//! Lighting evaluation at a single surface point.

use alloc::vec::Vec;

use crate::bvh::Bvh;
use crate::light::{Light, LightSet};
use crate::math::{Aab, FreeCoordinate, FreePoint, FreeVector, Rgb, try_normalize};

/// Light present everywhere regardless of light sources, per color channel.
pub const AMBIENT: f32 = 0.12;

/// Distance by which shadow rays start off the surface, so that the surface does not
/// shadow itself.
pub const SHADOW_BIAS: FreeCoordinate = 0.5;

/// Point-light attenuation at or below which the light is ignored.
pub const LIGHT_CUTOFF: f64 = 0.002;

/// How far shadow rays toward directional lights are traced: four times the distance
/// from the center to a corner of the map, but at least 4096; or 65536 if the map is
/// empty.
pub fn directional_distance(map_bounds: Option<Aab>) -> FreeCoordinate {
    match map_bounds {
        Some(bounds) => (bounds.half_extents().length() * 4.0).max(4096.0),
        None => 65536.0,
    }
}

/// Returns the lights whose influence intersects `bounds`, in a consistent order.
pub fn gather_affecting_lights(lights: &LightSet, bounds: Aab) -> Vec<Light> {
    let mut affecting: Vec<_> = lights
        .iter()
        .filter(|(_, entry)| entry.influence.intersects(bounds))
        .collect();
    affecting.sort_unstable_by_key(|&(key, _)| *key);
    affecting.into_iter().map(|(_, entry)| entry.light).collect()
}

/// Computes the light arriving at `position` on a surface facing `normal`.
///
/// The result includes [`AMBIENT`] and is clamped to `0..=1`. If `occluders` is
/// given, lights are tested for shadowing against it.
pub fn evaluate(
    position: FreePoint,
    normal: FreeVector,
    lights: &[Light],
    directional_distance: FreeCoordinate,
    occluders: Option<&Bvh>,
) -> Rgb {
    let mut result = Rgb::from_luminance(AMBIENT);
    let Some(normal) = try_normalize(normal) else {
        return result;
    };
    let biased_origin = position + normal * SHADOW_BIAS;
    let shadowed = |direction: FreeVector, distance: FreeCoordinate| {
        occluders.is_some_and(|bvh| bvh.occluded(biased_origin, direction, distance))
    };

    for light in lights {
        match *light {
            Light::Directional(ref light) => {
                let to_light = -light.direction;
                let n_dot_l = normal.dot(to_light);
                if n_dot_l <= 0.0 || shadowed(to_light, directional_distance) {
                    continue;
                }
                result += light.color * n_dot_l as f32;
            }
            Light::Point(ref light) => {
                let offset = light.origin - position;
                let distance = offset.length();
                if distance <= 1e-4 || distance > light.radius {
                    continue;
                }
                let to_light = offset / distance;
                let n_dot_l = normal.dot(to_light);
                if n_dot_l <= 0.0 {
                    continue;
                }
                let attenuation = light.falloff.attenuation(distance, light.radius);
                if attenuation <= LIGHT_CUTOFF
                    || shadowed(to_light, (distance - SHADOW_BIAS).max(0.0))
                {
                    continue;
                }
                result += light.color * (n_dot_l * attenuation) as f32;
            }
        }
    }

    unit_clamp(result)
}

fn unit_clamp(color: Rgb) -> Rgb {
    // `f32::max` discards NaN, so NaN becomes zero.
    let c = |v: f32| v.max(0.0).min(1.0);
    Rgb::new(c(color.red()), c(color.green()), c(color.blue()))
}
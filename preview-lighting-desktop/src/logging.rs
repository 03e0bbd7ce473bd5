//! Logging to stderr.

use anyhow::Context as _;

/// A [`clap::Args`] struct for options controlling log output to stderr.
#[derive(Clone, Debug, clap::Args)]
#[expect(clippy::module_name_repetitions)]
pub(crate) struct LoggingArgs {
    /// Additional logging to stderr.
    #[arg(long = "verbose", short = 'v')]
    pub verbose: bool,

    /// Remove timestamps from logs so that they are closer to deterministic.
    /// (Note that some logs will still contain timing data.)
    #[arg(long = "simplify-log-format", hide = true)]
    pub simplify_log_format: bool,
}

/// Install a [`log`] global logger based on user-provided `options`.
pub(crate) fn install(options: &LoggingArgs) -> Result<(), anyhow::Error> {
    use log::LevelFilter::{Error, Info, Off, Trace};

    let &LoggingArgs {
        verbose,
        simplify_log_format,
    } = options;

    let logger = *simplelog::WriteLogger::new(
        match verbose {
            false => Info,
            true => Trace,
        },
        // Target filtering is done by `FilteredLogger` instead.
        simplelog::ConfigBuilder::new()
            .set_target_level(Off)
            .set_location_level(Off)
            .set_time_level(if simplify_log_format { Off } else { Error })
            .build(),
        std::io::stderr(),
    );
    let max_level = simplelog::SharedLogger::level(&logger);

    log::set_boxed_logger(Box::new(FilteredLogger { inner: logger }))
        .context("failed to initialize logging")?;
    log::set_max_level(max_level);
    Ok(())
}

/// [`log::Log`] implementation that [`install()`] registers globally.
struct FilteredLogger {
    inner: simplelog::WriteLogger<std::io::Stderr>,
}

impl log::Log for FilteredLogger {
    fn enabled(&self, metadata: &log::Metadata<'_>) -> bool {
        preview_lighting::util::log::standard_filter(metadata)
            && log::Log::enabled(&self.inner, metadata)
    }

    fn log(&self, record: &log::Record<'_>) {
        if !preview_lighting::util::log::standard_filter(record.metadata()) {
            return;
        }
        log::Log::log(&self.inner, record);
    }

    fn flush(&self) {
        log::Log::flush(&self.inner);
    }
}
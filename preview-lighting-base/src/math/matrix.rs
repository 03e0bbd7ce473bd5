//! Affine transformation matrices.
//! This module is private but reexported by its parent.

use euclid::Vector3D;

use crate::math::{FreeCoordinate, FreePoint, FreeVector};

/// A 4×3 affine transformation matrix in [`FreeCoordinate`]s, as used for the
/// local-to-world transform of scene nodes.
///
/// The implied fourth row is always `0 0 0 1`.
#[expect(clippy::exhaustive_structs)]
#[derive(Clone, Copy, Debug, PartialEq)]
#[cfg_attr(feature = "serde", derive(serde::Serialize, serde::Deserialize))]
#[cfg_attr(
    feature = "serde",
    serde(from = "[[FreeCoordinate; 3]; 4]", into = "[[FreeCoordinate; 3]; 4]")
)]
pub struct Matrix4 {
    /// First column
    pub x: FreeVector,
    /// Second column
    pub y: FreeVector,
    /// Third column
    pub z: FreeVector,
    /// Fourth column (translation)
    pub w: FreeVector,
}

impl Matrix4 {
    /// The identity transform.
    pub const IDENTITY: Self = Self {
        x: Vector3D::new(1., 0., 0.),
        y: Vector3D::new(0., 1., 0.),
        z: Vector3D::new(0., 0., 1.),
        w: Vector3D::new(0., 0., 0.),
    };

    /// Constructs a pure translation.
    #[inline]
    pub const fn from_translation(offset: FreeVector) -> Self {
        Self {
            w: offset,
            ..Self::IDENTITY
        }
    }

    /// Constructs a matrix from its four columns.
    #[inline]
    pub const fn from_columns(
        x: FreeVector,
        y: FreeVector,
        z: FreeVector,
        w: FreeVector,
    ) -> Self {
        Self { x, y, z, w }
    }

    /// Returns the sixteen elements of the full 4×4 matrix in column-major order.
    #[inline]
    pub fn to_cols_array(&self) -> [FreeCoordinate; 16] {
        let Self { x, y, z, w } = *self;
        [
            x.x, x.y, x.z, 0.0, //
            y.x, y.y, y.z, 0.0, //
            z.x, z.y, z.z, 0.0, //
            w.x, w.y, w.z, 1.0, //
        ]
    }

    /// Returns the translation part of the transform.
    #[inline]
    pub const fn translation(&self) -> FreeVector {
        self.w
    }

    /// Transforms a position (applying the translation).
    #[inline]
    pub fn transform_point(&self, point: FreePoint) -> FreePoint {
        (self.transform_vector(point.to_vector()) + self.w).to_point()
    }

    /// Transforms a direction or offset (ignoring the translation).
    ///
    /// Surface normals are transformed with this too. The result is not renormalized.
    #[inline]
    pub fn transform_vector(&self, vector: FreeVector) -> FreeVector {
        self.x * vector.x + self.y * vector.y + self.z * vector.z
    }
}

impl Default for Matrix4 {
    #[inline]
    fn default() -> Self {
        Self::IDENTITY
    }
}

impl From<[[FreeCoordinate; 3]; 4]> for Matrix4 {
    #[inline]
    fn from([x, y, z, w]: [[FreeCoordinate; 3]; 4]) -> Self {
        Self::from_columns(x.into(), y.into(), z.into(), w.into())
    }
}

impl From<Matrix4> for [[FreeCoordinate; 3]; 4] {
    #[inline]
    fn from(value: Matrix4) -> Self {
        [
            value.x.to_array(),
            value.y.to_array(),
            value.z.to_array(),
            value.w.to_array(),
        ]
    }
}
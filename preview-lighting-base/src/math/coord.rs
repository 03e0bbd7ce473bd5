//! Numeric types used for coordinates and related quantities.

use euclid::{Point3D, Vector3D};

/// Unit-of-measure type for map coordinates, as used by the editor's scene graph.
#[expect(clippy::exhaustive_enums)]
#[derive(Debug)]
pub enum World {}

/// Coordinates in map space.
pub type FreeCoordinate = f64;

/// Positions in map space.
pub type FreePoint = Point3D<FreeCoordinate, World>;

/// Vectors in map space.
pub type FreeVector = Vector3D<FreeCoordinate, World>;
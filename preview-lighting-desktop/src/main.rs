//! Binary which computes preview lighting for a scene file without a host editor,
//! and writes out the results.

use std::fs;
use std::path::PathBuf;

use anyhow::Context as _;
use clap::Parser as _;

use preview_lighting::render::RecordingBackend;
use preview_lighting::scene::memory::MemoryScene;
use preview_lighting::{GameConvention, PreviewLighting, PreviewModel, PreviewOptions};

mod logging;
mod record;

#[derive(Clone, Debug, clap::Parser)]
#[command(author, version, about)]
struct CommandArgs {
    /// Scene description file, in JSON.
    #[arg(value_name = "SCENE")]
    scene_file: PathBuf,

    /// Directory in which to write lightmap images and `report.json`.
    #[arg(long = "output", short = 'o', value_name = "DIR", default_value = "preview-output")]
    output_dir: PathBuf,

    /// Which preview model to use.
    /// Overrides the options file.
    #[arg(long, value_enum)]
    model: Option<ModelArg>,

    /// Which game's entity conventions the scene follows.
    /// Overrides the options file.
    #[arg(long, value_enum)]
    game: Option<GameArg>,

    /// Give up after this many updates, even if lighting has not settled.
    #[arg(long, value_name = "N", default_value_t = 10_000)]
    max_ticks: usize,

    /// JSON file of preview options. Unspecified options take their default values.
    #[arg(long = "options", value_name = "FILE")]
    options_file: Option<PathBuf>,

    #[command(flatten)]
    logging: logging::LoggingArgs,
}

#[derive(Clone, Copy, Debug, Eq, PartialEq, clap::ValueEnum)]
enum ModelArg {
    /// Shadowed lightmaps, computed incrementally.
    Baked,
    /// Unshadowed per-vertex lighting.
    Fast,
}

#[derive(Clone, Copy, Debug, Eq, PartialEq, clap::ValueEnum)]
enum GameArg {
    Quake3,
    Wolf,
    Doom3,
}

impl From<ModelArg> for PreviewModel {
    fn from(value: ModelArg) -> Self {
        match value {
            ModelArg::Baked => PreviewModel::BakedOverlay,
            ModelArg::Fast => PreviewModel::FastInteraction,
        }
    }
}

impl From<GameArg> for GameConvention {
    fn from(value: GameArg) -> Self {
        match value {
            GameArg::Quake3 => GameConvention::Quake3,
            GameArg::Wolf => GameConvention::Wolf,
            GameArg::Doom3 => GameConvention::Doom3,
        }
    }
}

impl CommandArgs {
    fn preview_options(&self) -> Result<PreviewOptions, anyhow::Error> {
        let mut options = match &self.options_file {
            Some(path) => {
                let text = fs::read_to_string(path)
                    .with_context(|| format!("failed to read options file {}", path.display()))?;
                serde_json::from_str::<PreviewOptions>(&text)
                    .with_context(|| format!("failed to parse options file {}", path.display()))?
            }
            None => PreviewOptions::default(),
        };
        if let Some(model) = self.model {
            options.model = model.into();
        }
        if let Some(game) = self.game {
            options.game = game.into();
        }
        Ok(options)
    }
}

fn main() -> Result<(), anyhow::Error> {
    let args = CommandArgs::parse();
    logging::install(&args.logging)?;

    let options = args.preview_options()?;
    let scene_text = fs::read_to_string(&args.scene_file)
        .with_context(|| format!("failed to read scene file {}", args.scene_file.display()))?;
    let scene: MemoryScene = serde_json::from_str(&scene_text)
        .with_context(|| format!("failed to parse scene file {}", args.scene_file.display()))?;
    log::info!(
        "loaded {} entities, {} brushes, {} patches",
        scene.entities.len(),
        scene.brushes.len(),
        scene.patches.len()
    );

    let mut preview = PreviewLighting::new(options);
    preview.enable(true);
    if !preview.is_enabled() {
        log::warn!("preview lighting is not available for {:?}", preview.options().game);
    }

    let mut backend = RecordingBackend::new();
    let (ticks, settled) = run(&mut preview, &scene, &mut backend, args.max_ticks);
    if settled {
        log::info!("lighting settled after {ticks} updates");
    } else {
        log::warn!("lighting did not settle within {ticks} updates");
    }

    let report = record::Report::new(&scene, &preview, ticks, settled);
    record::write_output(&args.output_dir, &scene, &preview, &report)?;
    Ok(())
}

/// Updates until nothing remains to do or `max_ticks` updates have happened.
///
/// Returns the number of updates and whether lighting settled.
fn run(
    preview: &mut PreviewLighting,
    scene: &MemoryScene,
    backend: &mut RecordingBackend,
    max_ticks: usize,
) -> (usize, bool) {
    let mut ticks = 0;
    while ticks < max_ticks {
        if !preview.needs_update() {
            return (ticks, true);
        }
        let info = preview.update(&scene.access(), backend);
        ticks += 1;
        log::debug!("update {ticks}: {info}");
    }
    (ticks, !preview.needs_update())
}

• [Work order]:
Each line of the records above, from the first through the one containing "affecting.sort_unstable_by_key(|&(key, _)| *key);", is to be retyped exactly; no other line belongs.

• [Response area]:
//! Lighting evaluation at a single surface point.

use alloc::vec::Vec;

use crate::bvh::Bvh;
use crate::light::{Light, LightSet};
use crate::math::{Aab, FreeCoordinate, FreePoint, FreeVector, Rgb, try_normalize};

/// Light present everywhere regardless of light sources, per color channel.
pub const AMBIENT: f32 = 0.12;

/// Distance by which shadow rays start off the surface, so that the surface does not
/// shadow itself.
pub const SHADOW_BIAS: FreeCoordinate = 0.5;

/// Point-light attenuation at or below which the light is ignored.
pub const LIGHT_CUTOFF: f64 = 0.002;

/// How far shadow rays toward directional lights are traced: four times the distance
/// from the center to a corner of the map, but at least 4096; or 65536 if the map is
/// empty.
pub fn directional_distance(map_bounds: Option<Aab>) -> FreeCoordinate {
    match map_bounds {
        Some(bounds) => (bounds.half_extents().length() * 4.0).max(4096.0),
        None => 65536.0,
    }
}

/// Returns the lights whose influence intersects `bounds`, in a consistent order.
pub fn gather_affecting_lights(lights: &LightSet, bounds: Aab) -> Vec<Light> {
    let mut affecting: Vec<_> = lights
        .iter()
        .filter(|(_, entry)| entry.influence.intersects(bounds))
        .collect();
    affecting.sort_unstable_by_key(|&(key, _)| *key);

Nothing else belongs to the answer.